It took some time, but I finally learned to lovingly release people and allow them to live their own lives. I chose holding space, instead of trying to fix them.Char Aukland
As someone who loves helping others and giving advice, this was one of the hardest things I had to learn. My most powerful lessons came from my experiences while working on an inpatient psychiatric unit.
Two years of “helping” pushed me to the point of burnout. No matter how hard I tried to come up with solutions for my patients, very few things seemed to work.
Finally, I had enough. Thankfully, it was at a time when we were moving to a different duty station.
Ultimately, I learned — we can’t:
- want something for someone more than they want it for themselves
- prescribe and control someone else’s behavior
- disable what is driving them
- make someone care
- fix anyone—ever
- take action for someone else
I also realized that I had my own problems to solve— like dealing with my codependent tendencies.
The Trap of Codependency
Simply put, we are behaving codependently when we are willing to sacrifice our own needs, in an effort to show up for someone else. Though being codependent is anything but simple.
Needs like self-care, emotional stability, inner peace, and even our physical needs may suffer—all while we try to take care of another person’s life.
Though I left my job on the psych ward, I still lived my life trying to fix people.
Instead of being a true friend, I was functioning as a pseudotherapist. People would come to me with their problems and I would give them solutions—only to find myself frustrated and slightly bitter when they didn’t follow my advice.
For me codependency looked like trying to:
- Fix people
- Save others from their choices
- Control someone else’s decisions
- Share my wisdom (eyeroll)
- Manage lives outside my own
- Show up for others as a personal savior
Over time, I found that the same feelings of burnout were coming back. But, in looking at the list above, it’s no wonder I was struggling.
The difference was that this time there was no escape. I had to deal with the life I had created for myself.
Although codependent traits are quite common, each of us will have behaviors that are different from other codependents. The key is self-awareness.
Become familiar with codependency and what it looks like for you.
Boundaries became my saving grace. I put them in place to stop myself from getting involved in things that were beyond my ability to control— like other people’s choices.Char Aukland
People still came to me for advice, but one boundary that I enacted for myself was not to give it —although I did listen to and hold space for them.
For those who struggle with codependency, boundaries for ourselves should be a priority. Establishing them lets us know in advance what we will and will not tolerate from ourselves.
Boundaries also help us define how we want to interact with others.
Holding space for another person takes patience, emotional maturity, an understanding of our own needs, and practice.
This is especially true when coming from a background of being a fixer/helper.
Learning how to hold space, without becoming overly involved or judgmental, is key. If we don’t observe those “rules”, we risk venturing into areas that will only add to our own burdens…rather than helping another person carry theirs.
Tips for Holding Space
- Determine what you have the mental, emotional, and spiritual capacity to listen to and hold space for.
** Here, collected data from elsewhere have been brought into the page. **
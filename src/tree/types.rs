//! Core types for the suffix tree
//!
//! This module defines edge labels, arena nodes and the error type shared
//! by construction and queries. Nodes live in a single growable arena and
//! refer to each other by index, so parent pointers, suffix links and child
//! maps never form ownership cycles.

use rustc_hash::FxHashMap;

/// Index of a node in the arena
pub type NodeId = u32;

/// The arena slot always holding the root node
pub const ROOT: NodeId = 0;

/// Sentinel byte appended by the CLI when a text does not already carry a
/// unique terminal byte. Using 0x00 as it's invalid in most text.
pub const SENTINEL_BYTE: u8 = 0x00;

/// Result type for tree operations
pub type TreeResult<T> = Result<T, TreeError>;

/// Errors surfaced to callers of the tree API
///
/// Broken internal invariants are deliberately *not* represented here: the
/// construction algorithm panics on those, because they cannot be caused by
/// any input text, only by a defective implementation.
#[derive(Debug, Clone, PartialEq, Eq)]
pub enum TreeError {
    /// `build` was given an empty text
    EmptyText,
    /// `contains` / `search` was given an empty query
    EmptyQuery,
    /// An edge label was constructed with `end < start`
    InvalidEdge { start: usize, end: usize },
}

impl std::fmt::Display for TreeError {
    fn fmt(&self, f: &mut std::fmt::Formatter<'_>) -> std::fmt::Result {
        match self {
            TreeError::EmptyText => write!(f, "text must not be empty"),
            TreeError::EmptyQuery => write!(f, "query must not be empty"),
            TreeError::InvalidEdge { start, end } => {
                write!(f, "invalid edge label: end {} < start {}", end, start)
            }
        }
    }
}

impl std::error::Error for TreeError {}

/// A label on a tree edge: an inclusive byte range `[start, end]` into the
/// indexed text.
///
/// `end == None` is the OPEN sentinel: the edge grows with the construction
/// phase and its effective end is `phase - 1` (the position most recently
/// processed by the builder). Finalization closes every open edge, so a
/// finished tree contains only closed labels.
#[derive(Debug, Clone, Copy, PartialEq, Eq)]
pub struct EdgeLabel {
    pub start: usize,
    pub end: Option<usize>,
}

impl EdgeLabel {
    /// Create a closed label, validating `start <= end`.
    pub fn closed(start: usize, end: usize) -> TreeResult<Self> {
        if end < start {
            return Err(TreeError::InvalidEdge { start, end });
        }
        Ok(Self { start, end: Some(end) })
    }

    /// Create an open label growing with the current phase.
    pub fn open(start: usize) -> Self {
        Self { start, end: None }
    }

    /// Closed label known valid by construction.
    pub(crate) fn span(start: usize, end: usize) -> Self {
        debug_assert!(start <= end);
        Self { start, end: Some(end) }
    }

    pub fn is_open(&self) -> bool {
        self.end.is_none()
    }

    /// Effective end index, resolving an open end against the phase.
    pub fn end_index(&self, phase: usize) -> usize {
        self.end.unwrap_or(phase - 1)
    }

    /// Number of bytes on the edge as of the given phase.
    pub fn len_at(&self, phase: usize) -> usize {
        self.end_index(phase) - self.start + 1
    }

    /// Copy of this label with any open end pinned to the given phase.
    pub(crate) fn pinned(&self, phase: usize) -> Self {
        Self {
            start: self.start,
            end: Some(self.end_index(phase)),
        }
    }
}

/// A vertex of the suffix tree.
///
/// Everything is index-based: `parent` and `link` point back into the arena,
/// `children` maps the first byte of each child's edge to the child's index.
/// At most one child per distinct first byte, which is what makes the
/// structure a tree. `link` is assigned at most once and never on leaves.
#[derive(Debug, Clone)]
pub struct Node {
    /// Incoming edge label; `None` only for the root
    pub edge: Option<EdgeLabel>,
    /// Owning node; `None` only for the root
    pub parent: Option<NodeId>,
    /// Suffix link target (internal nodes only)
    pub link: Option<NodeId>,
    /// First byte of child edge -> child index
    pub children: FxHashMap<u8, NodeId>,
    /// `Some(k)` marks a leaf for the suffix starting at offset `k`
    pub leaf: Option<u32>,
}

impl Node {
    fn root() -> Self {
        Self {
            edge: None,
            parent: None,
            link: None,
            children: FxHashMap::default(),
            leaf: None,
        }
    }

    pub(crate) fn with_edge(edge: EdgeLabel, parent: NodeId) -> Self {
        Self {
            edge: Some(edge),
            parent: Some(parent),
            link: None,
            children: FxHashMap::default(),
            leaf: None,
        }
    }

    pub fn is_leaf(&self) -> bool {
        self.leaf.is_some()
    }

    /// Starting offset of the suffix this leaf represents.
    pub fn leaf_number(&self) -> Option<usize> {
        self.leaf.map(|k| k as usize)
    }
}

/// Growable node arena; slot 0 is always the root.
#[derive(Debug, Clone)]
pub struct NodeArena {
    nodes: Vec<Node>,
}

impl NodeArena {
    pub(crate) fn with_root() -> Self {
        Self {
            nodes: vec![Node::root()],
        }
    }

    pub fn get(&self, id: NodeId) -> &Node {
        &self.nodes[id as usize]
    }

    pub(crate) fn get_mut(&mut self, id: NodeId) -> &mut Node {
        &mut self.nodes[id as usize]
    }

    pub(crate) fn alloc(&mut self, node: Node) -> NodeId {
        let id = self.nodes.len() as NodeId;
        self.nodes.push(node);
        id
    }

    /// Child of `id` whose edge starts with `byte`, if any.
    pub fn child(&self, id: NodeId, byte: u8) -> Option<NodeId> {
        self.get(id).children.get(&byte).copied()
    }

    /// Total number of nodes, root included; never zero, the root is
    /// allocated up front.
    pub fn len(&self) -> usize {
        self.nodes.len()
    }
}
I cannot emphasize this enough. When we’re not careful, we can end up taking on something that can pose a danger to our own wellbeing.
- Understand that it’s OK to not always be available.
- Remember that it is not our responsibility to fix or manage another person. While holding space, make sure to monitor your own behavior for codependency.
- Establish what your boundaries will be. What will you tolerate (in yourself) mentally? Emotionally? This is an important consideration. Knowing our limits helps prevent us from going further than we can handle.
- Honor your boundaries by observing your body’s cues for signs of becoming anxious, overwhelmed, or stressed.
- Notice your overall responses—beyond your thoughts or words. Are you sighing, clenching your jaws, or fatigued?
- Check in with your emotions. Are you feeling irritable or angry, experiencing a depressed mood? If so, it may be time to take a step back.
- Taking care of ourselves is essential. Plan your self-care routine in advance.
- Press pause when you need to. Though the “helper” in us may want to keep giving, sometimes, we simply have to rest. Mental, emotional, and spiritual breaks are allowed and necessary—even in friendships. We are no good to others when we are in our own state of collapse.
- Communicate honestly and tactfully. When we are afraid of confrontation, making things worse, or hurting someone’s feelings, we don’t always speak truthfully. If you are having difficulty holding space or don’t have the emotional capacity to do so…say something.
As long as we have the capacity, holding space is a beautiful and powerful thing do for someone.
I’ve had it done for me and I’ve done it for others. It works.
Having the mental/emotional/spiritual/physical energy to do it properly is the key.